On Option (4), in a cooling water system in a steel mill, there were four pumps running in parallel. All pumps were rated for same Q-H. Three pumps were high specific speed (2900 rpm) design and one was less specific speed (1450 rpm) design. The 2900-rpm pumps had high NPSHr, 12.5m at given Q. The plant engineer used to replace impellers every third month ! The 1450-rpm running in the same system had no cavitation-damage problem. Its NPSHr only 7m at given Q.

I was skeptical and still am, about your mention of zero margin. I mentioned HI/ANSI 9.6.1 for "how much margin".

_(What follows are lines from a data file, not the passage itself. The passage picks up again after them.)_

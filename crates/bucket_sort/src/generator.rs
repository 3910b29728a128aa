use rand::Rng;
use rand::SeedableRng;
use rand::rngs::StdRng;

#[derive(Clone, Copy, Debug, Eq, PartialEq, Hash)]
pub enum DataCase {
    UniformUnit,
    UniformWide,
    AlreadySorted,
    Reversed,
    ManyDuplicates,
    BucketBoundaries,
}

pub const ALL_CASES: [DataCase; 6] = [
    DataCase::UniformUnit,
    DataCase::UniformWide,
    DataCase::AlreadySorted,
    DataCase::Reversed,
    DataCase::ManyDuplicates,
    DataCase::BucketBoundaries,
];

impl DataCase {
    pub fn label(self) -> &'static str {
        match self {
            Self::UniformUnit => "uniform_unit",
            Self::UniformWide => "uniform_wide",
            Self::AlreadySorted => "already_sorted",
            Self::Reversed => "reversed",
            Self::ManyDuplicates => "many_duplicates",
            Self::BucketBoundaries => "bucket_boundaries",
        }
    }
}

pub fn generate_case(case: DataCase, size: usize, seed: u64) -> Vec<f32> {
    let mut rng = StdRng::seed_from_u64(seed);
    match case {
        DataCase::UniformUnit => (0..size).map(|_| rng.random::<f32>()).collect(),
        DataCase::UniformWide => (0..size).map(|_| rng.random::<f32>() * 4.0).collect(),
        DataCase::AlreadySorted => {
            let mut data: Vec<f32> = (0..size).map(|_| rng.random::<f32>()).collect();
            data.sort_by(f32::total_cmp);
            data
        }
        DataCase::Reversed => {
            let mut data: Vec<f32> = (0..size).map(|_| rng.random::<f32>()).collect();
            data.sort_by(|a, b| b.total_cmp(a));
            data
        }
        DataCase::ManyDuplicates => (0..size)
            .map(|_| rng.random_range(0..16) as f32 * 0.0625)
            .collect(),
        DataCase::BucketBoundaries => (0..size)
            .map(|_| rng.random_range(0..=10) as f32 * 0.1)
            .collect(),
    }
}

Thursday, January 12, 2012

Parallel Operation


From : Mr. Rajesh Patel on 12 th January 2011

Please explain me why we cant achive double flow with two same capacity parallel connected pump.

Response :-

If one looks at combined characteristics of two identical pumps running in parallel, at a given head, the flow on the combined characteristics will be double of flow of single pump.

But in a given system (shown hypothetically to illustrate the point), the point of operation is the point of intersection of the system curve with the single pump curve or curve of two pumps in parallel or curve of 3 pumps in parallel.

As can be seen in the diagram, at 32m head flow from single pump is about 80 m3/hr. Flow from 2 pumps is about 160 m3/hr and from 3 pumps is about 240 m3/hr.

But if you see points of intersection with a given system curve the flow from single pump is about 115 m3/hr, from two pumps in parallel is about190 m3/hr (which is not double of 115 m3/hr) and from 3 pumps about 260 m3/hr which is neither 3 times of 115 m3/hr nor 1.5 times of 190 m3/hr.

So the difference happens in the way one looks at the diagram, whether against a given head or whether in a given system.